The UK's Shadow Foreign Secretary has proposed that British citizens abroad receive a statutory right to Foreign Office consular assistance, reports The Guardian.
The UK government is currently not legally obliged to provide consular assistance to a UK citizen, leaving consular protection entirely at the discretion of the UK government.
According to the NGO Redress, which has long argued that consular protection for all British citizens should be enshrined in UK law, individuals detained in certain countries abroad are more vulnerable to human rights violations and torture.
One of the prisoners who could benefit from this legislation is the dual citizen Alaa Abdelfattah, who despite having a British passport as well as Egyptian nationality, has not been visited by British diplomats.
Alaa was arrested in September 2019 and in December 2021 was sentenced to five years in prison by an Egyptian Emergency State Security Court for "spreading false news."

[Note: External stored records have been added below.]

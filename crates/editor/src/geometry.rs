//! Coordinate conversions between screen, document and tank space.

use glam::DVec2;
use shared::TankDimensions;

/// Default pixels per centimeter
pub const DEFAULT_SCALE_FACTOR: f64 = 10.0;

/// Smallest width/height a transform may produce
pub const MIN_ELEMENT_SIZE: f64 = 5.0;

/// Placement of the canvas on screen
#[derive(Debug, Clone, Copy, PartialEq)]
pub struct Viewport {
    /// Client-space position of the canvas top-left corner
    pub origin: DVec2,
    /// Zoom scale, 1.0 = 100%
    pub zoom: f64,
}

impl Default for Viewport {
    fn default() -> Self {
        Self {
            origin: DVec2::ZERO,
            zoom: 1.0,
        }
    }
}

impl Viewport {
    /// Pointer position to document coordinates
    pub fn client_to_document(&self, client: DVec2) -> DVec2 {
        client_to_document(client, self.origin, self.zoom)
    }

    /// Inverse of [`Viewport::client_to_document`]
    pub fn document_to_client(&self, doc: DVec2) -> DVec2 {
        doc * effective_zoom(self.zoom) + self.origin
    }
}

fn effective_zoom(zoom: f64) -> f64 {
    if zoom.is_finite() && zoom > 0.0 {
        zoom
    } else {
        1.0
    }
}

/// `(client - origin) / zoom`. A non-positive zoom is treated as 1.
pub fn client_to_document(client: DVec2, origin: DVec2, zoom: f64) -> DVec2 {
    (client - origin) / effective_zoom(zoom)
}

/// On-screen size of the tank at `scale_factor` pixels per centimeter
pub fn tank_to_pixels(dimensions: &TankDimensions, scale_factor: f64) -> DVec2 {
    DVec2::new(dimensions.width, dimensions.height) * scale_factor
}

/// Document Y of the flat substrate top
pub fn surface_y(base_height_percent: f64, canvas_height: f64) -> f64 {
    canvas_height - base_height_percent / 100.0 * canvas_height
}

/// Floor a transformed size so neither side drops below `min`
pub fn floor_size(width: f64, height: f64, min: f64) -> (f64, f64) {
    (width.max(min), height.max(min))
}

/// Result of a finished resize/rotate gesture
#[derive(Debug, Clone, Copy, PartialEq, serde::Serialize, serde::Deserialize)]
pub struct TransformEnd {
    pub x: f64,
    pub y: f64,
    pub width: f64,
    pub height: f64,
    pub rotation: f64,
}

impl TransformEnd {
    /// Element patch with the size floor applied
    pub fn to_patch(&self, min_size: f64) -> shared::ElementPatch {
        let (width, height) = floor_size(self.width, self.height, min_size);
        shared::ElementPatch {
            x: Some(self.x),
            y: Some(self.y),
            width: Some(width),
            height: Some(height),
            rotation: Some(self.rotation),
            ..Default::default()
        }
    }
}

Last year Alaa obtained British citizenship through his mother, who was born in Britain, and despite this has still not received a consular visit from UK officials.
In prison, Alaa has been tortured, deprived of writing materials and denied visits from loved ones and has been on hunger strike for several weeks to protest his unjust detention.

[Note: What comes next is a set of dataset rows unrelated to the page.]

//! JSON command protocol for scripted and agent-driven editing.

use serde::{Deserialize, Serialize};
use shared::{Asset, CanvasElement, ElementPatch, TankDimensions};

use crate::session::EditorSession;

/// A command a script or agent can execute against the open session.
#[derive(Debug, Serialize, Deserialize)]
#[serde(tag = "command", rename_all = "snake_case")]
pub enum AgentCommand {
    /// Append an element as given
    AddElement { element: CanvasElement },
    /// Merge properties into an element
    UpdateElement { id: String, patch: ElementPatch },
    RemoveElement { id: String },
    /// Copy an element with a +20px offset and select the copy
    DuplicateElement { id: String },
    /// Remove every element.
    ClearAll,
    /// Select an element, or clear the selection with `null`
    Select {
        #[serde(default)]
        id: Option<String>,
    },
    /// Select the first element with this name (and group)
    SelectAllOfType {
        name: String,
        #[serde(default)]
        group_id: Option<String>,
    },
    SetTankDimensions { width: f64, height: f64, depth: f64 },
    /// Resize the tank to a named preset
    ApplyPreset { name: String },
    SetSubstrateType { type_id: String },
    SetSubstrateVariant { variant_id: String },
    SetBaseHeight { percent: f64 },
    AddElevationPoint { x: f64, y: f64 },
    UpdateElevationPoint {
        id: String,
        #[serde(default)]
        x: Option<f64>,
        #[serde(default)]
        y: Option<f64>,
    },
    RemoveElevationPoint { id: String },
    /// Lay a carpet of `asset` over the substrate
    GenerateCarpet {
        asset: Asset,
        #[serde(default)]
        seed: Option<u64>,
    },
    /// Remove every element of a generated group
    RemoveGroup { group_id: String },
    /// Undo the last operation.
    Undo,
    /// Redo the last undone operation.
    Redo,
    /// Drop all undo information.
    ClearHistory,
    /// Inspect the scene: tank, substrate, elements, history state.
    Inspect,
    /// Export the document as a design JSON string.
    ExportDesign,
}

/// Response from executing a command.
#[derive(Debug, Serialize, Deserialize)]
pub struct CommandResponse {
    pub success: bool,
    #[serde(skip_serializing_if = "Option::is_none")]
    pub error: Option<String>,
    #[serde(skip_serializing_if = "Option::is_none")]
    pub data: Option<serde_json::Value>,
}

impl CommandResponse {
    fn ok() -> Self {
        Self {
            success: true,
            error: None,
            data: None,
        }
    }

    fn ok_with_data(data: serde_json::Value) -> Self {
        Self {
            success: true,
            error: None,
            data: Some(data),
        }
    }

    fn err(msg: impl Into<String>) -> Self {
        Self {
            success: false,
            error: Some(msg.into()),
            data: None,
        }
    }
}

fn element_not_found(id: &str) -> CommandResponse {
    CommandResponse::err(format!("element '{id}' not found"))
}

/// Execute a single command on the session.
pub fn execute_command(session: &mut EditorSession, cmd: AgentCommand) -> CommandResponse {
    let scene = &mut session.scene;
    match cmd {
        AgentCommand::AddElement { element } => {
            if scene.get_element(&element.id).is_some() {
                return CommandResponse::err(format!(
                    "element id '{}' already in use",
                    element.id
                ));
            }
            let id = element.id.clone();
            scene.add_element(element);
            CommandResponse::ok_with_data(serde_json::json!({ "id": id }))
        }

        AgentCommand::UpdateElement { id, patch } => {
            if scene.get_element(&id).is_none() {
                return element_not_found(&id);
            }
            if patch.is_empty() {
                return CommandResponse::err("empty patch");
            }
            scene.update_element(&id, &patch);
            CommandResponse::ok()
        }

        AgentCommand::RemoveElement { id } => {
            if scene.get_element(&id).is_none() {
                return element_not_found(&id);
            }
            scene.remove_element(&id);
            CommandResponse::ok()
        }

        AgentCommand::DuplicateElement { id } => {
            if scene.get_element(&id).is_none() {
                return element_not_found(&id);
            }
            scene.duplicate_element(&id);
            let new_id = scene.selection().primary().cloned();
            CommandResponse::ok_with_data(serde_json::json!({ "id": new_id }))
        }

        AgentCommand::ClearAll => {
            scene.clear_all_elements();
            CommandResponse::ok()
        }

        AgentCommand::Select { id } => {
            if let Some(id) = &id {
                if scene.get_element(id).is_none() {
                    return element_not_found(id);
                }
            }
            scene.select_element(id.as_deref());
            CommandResponse::ok_with_data(serde_json::json!({ "selected": id }))
        }

        AgentCommand::SelectAllOfType { name, group_id } => {
            scene.select_all_of_type(&name, group_id.as_deref());
            let selected = scene.selection().primary().cloned();
            CommandResponse::ok_with_data(serde_json::json!({ "selected": selected }))
        }

        AgentCommand::SetTankDimensions {
            width,
            height,
            depth,
        } => match TankDimensions::new(width, height, depth) {
            Ok(dims) => {
                scene.set_tank_dimensions(dims);
                CommandResponse::ok()
            }
            Err(e) => CommandResponse::err(e.to_string()),
        },

        AgentCommand::ApplyPreset { name } => {
            if session.apply_preset(&name) {
                CommandResponse::ok()
            } else {
                CommandResponse::err(format!("unknown tank preset '{name}'"))
            }
        }

        AgentCommand::SetSubstrateType { type_id } => {
            if shared::substrate_type(&type_id).is_none() {
                return CommandResponse::err(format!("unknown substrate type '{type_id}'"));
            }
            scene.set_substrate_type(&type_id);
            CommandResponse::ok_with_data(serde_json::json!({
                "variant_id": scene.substrate().variant_id,
            }))
        }

        AgentCommand::SetSubstrateVariant { variant_id } => {
            let type_id = scene.substrate().type_id.clone();
            if shared::substrate_variant(&type_id, &variant_id).is_none() {
                return CommandResponse::err(format!(
                    "variant '{variant_id}' does not belong to '{type_id}'"
                ));
            }
            scene.set_substrate_variant(&variant_id);
            CommandResponse::ok()
        }

        AgentCommand::SetBaseHeight { percent } => {
            scene.set_substrate_base_height(percent);
            CommandResponse::ok_with_data(serde_json::json!({
                "base_height": scene.substrate().base_height,
            }))
        }

        AgentCommand::AddElevationPoint { x, y } => {
            let id = scene.add_elevation_point(x, y);
            CommandResponse::ok_with_data(serde_json::json!({ "id": id }))
        }

        AgentCommand::UpdateElevationPoint { id, x, y } => {
            if !scene.substrate().elevation_points.iter().any(|p| p.id == id) {
                return CommandResponse::err(format!("elevation point '{id}' not found"));
            }
            scene.update_elevation_point(&id, x, y);
            CommandResponse::ok()
        }

        AgentCommand::RemoveElevationPoint { id } => {
            let before = scene.substrate().elevation_points.len();
            scene.remove_elevation_point(&id);
            let removed = scene.substrate().elevation_points.len() < before;
            CommandResponse::ok_with_data(serde_json::json!({ "removed": removed }))
        }

        AgentCommand::GenerateCarpet { asset, seed } => {
            let mut config = session.settings.carpet.clone();
            if seed.is_some() {
                config.seed = seed;
            }
            let group_id =
                session
                    .scene
                    .generate_carpet(&asset, &config, session.settings.scale_factor);
            let count = session.scene.elements_in_group(&group_id).len();
            CommandResponse::ok_with_data(serde_json::json!({
                "group_id": group_id,
                "count": count,
            }))
        }

        AgentCommand::RemoveGroup { group_id } => {
            let count = scene.elements_in_group(&group_id).len();
            scene.remove_group(&group_id);
            CommandResponse::ok_with_data(serde_json::json!({ "removed": count }))
        }

        AgentCommand::Undo => {
            let success = session.undo();
            CommandResponse::ok_with_data(serde_json::json!({ "undone": success }))
        }

        AgentCommand::Redo => {
            let success = session.redo();
            CommandResponse::ok_with_data(serde_json::json!({ "redone": success }))
        }

        AgentCommand::ClearHistory => {
            scene.clear_history();
            CommandResponse::ok()
        }

        AgentCommand::Inspect => {
            let elements: Vec<serde_json::Value> = scene
                .elements()
                .iter()
                .map(|e| {
                    serde_json::json!({
                        "id": e.id,
                        "name": e.name,
                        "type": e.kind,
                        "x": e.x,
                        "y": e.y,
                        "width": e.width,
                        "height": e.height,
                        "rotation": e.rotation,
                        "depth": e.depth,
                        "group_id": e.group_id,
                    })
                })
                .collect();
            CommandResponse::ok_with_data(serde_json::json!({
                "tank": scene.tank_dimensions(),
                "volume_liters": scene.tank_dimensions().volume_liters(),
                "substrate": scene.substrate(),
                "selection": scene.selection().primary(),
                "element_count": elements.len(),
                "elements": elements,
                "can_undo": scene.can_undo(),
                "can_redo": scene.can_redo(),
                "version": scene.version(),
            }))
        }

        AgentCommand::ExportDesign => {
            match session.export_design_json() {
                Ok(json) => {
                    CommandResponse::ok_with_data(serde_json::json!({ "design_json": json }))
                }
                Err(e) => CommandResponse::err(format!("failed to encode design: {e}")),
            }
        }
    }
}

/// Parse and execute a single JSON command string.
pub fn execute_json(session: &mut EditorSession, json: &str) -> Result<CommandResponse, String> {
    let cmd: AgentCommand =
        serde_json::from_str(json).map_err(|e| format!("Invalid command JSON: {e}"))?;
    Ok(execute_command(session, cmd))
}

/// Parse and execute multiple JSON commands (array).
pub fn execute_json_batch(
    session: &mut EditorSession,
    json: &str,
) -> Result<Vec<CommandResponse>, String> {
    let cmds: Vec<AgentCommand> =
        serde_json::from_str(json).map_err(|e| format!("Invalid commands JSON: {e}"))?;
    Ok(cmds
        .into_iter()
        .map(|cmd| execute_command(session, cmd))
        .collect())
}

Amnesty International has called on Egypt to release him and for UK authorities to do everything they can to secure his release.

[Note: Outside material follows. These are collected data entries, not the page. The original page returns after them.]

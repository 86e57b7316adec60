//! HTTP client for the design service (`/api/designs`).

use serde::de::DeserializeOwned;
use shared::Design;

#[derive(Debug, thiserror::Error)]
pub enum ClientError {
    #[error("request failed: {0}")]
    Http(#[from] reqwest::Error),
    #[error("design service returned {status}: {body}")]
    Status { status: u16, body: String },
}

/// Thin async wrapper over the design REST endpoints
#[derive(Debug, Clone)]
pub struct DesignClient {
    http: reqwest::Client,
    base_url: String,
}

impl DesignClient {
    pub fn new(base_url: impl Into<String>) -> Self {
        Self {
            http: reqwest::Client::new(),
            base_url: base_url.into().trim_end_matches('/').to_string(),
        }
    }

    pub fn base_url(&self) -> &str {
        &self.base_url
    }

    fn designs_url(&self) -> String {
        format!("{}/api/designs", self.base_url)
    }

    fn design_url(&self, id: i64) -> String {
        format!("{}/api/designs/{id}", self.base_url)
    }

    pub async fn list(&self) -> Result<Vec<Design>, ClientError> {
        let resp = self.http.get(self.designs_url()).send().await?;
        decode(resp).await
    }

    pub async fn get(&self, id: i64) -> Result<Design, ClientError> {
        let resp = self.http.get(self.design_url(id)).send().await?;
        decode(resp).await
    }

    pub async fn create(&self, design: &Design) -> Result<Design, ClientError> {
        let resp = self.http.post(self.designs_url()).json(design).send().await?;
        decode(resp).await
    }

    pub async fn update(&self, id: i64, design: &Design) -> Result<Design, ClientError> {
        let resp = self.http.put(self.design_url(id)).json(design).send().await?;
        decode(resp).await
    }

    pub async fn delete(&self, id: i64) -> Result<(), ClientError> {
        let resp = self.http.delete(self.design_url(id)).send().await?;
        check(resp).await.map(|_| ())
    }
}

async fn check(resp: reqwest::Response) -> Result<reqwest::Response, ClientError> {
    let status = resp.status();
    if status.is_success() {
        return Ok(resp);
    }
    let body = resp.text().await.unwrap_or_default();
    tracing::error!(status = status.as_u16(), "design service error: {body}");
    Err(ClientError::Status {
        status: status.as_u16(),
        body,
    })
}

async fn decode<T: DeserializeOwned>(resp: reqwest::Response) -> Result<T, ClientError> {
    Ok(check(resp).await?.json().await?)
}

#[cfg(test)]
mod tests {
    use super::*;

    #[test]
    fn test_urls_strip_trailing_slash() {
        let c = DesignClient::new("http://localhost:5000/");
        assert_eq!(c.base_url(), "http://localhost:5000");
        assert_eq!(c.designs_url(), "http://localhost:5000/api/designs");
        assert_eq!(c.design_url(42), "http://localhost:5000/api/designs/42");
    }

    #[tokio::test]
    async fn test_unreachable_service_reports_error() {
        let c = DesignClient::new("http://127.0.0.1:9");
        let err = c.get(1).await.unwrap_err();
        assert!(matches!(err, ClientError::Http(_)));
    }
}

Also suffering from this lack of legal protection is Morad Tahbaz, an Iranian-British businessman and conservationist, and British national Jagtar Singh Johal who is being held on pretrial detention in India.
According to Redress, Jagtar has been tortured and faces the death penalty but has not had access to private consular assistance whilst in jail.
Lammy's proposal came at the Labour Party Conference in Liverpool this week after complaints by families of loved ones locked up abroad that the Foreign Office is indifferent or puts diplomatic interests ahead of citizens.
"Due to the UK government's wide discretion, its overall practice in this area is unpredictable, lacks transparency, and is often inconsistent with the UK government's own guidance," Redress said in a statement after Lammy's speech.
"British nationals detained abroad, and their families have long complained of the lack of communication with consular officials as well as belated and infrequent consular visits which often do not happen in private."
"Where consular staff have been prevented from visiting British nationals in prison, for instance because of the individual's dual nationality, families have complained that consular staff have not sufficiently insisted on gaining access. Such complaints have been made even in cases where torture has been alleged."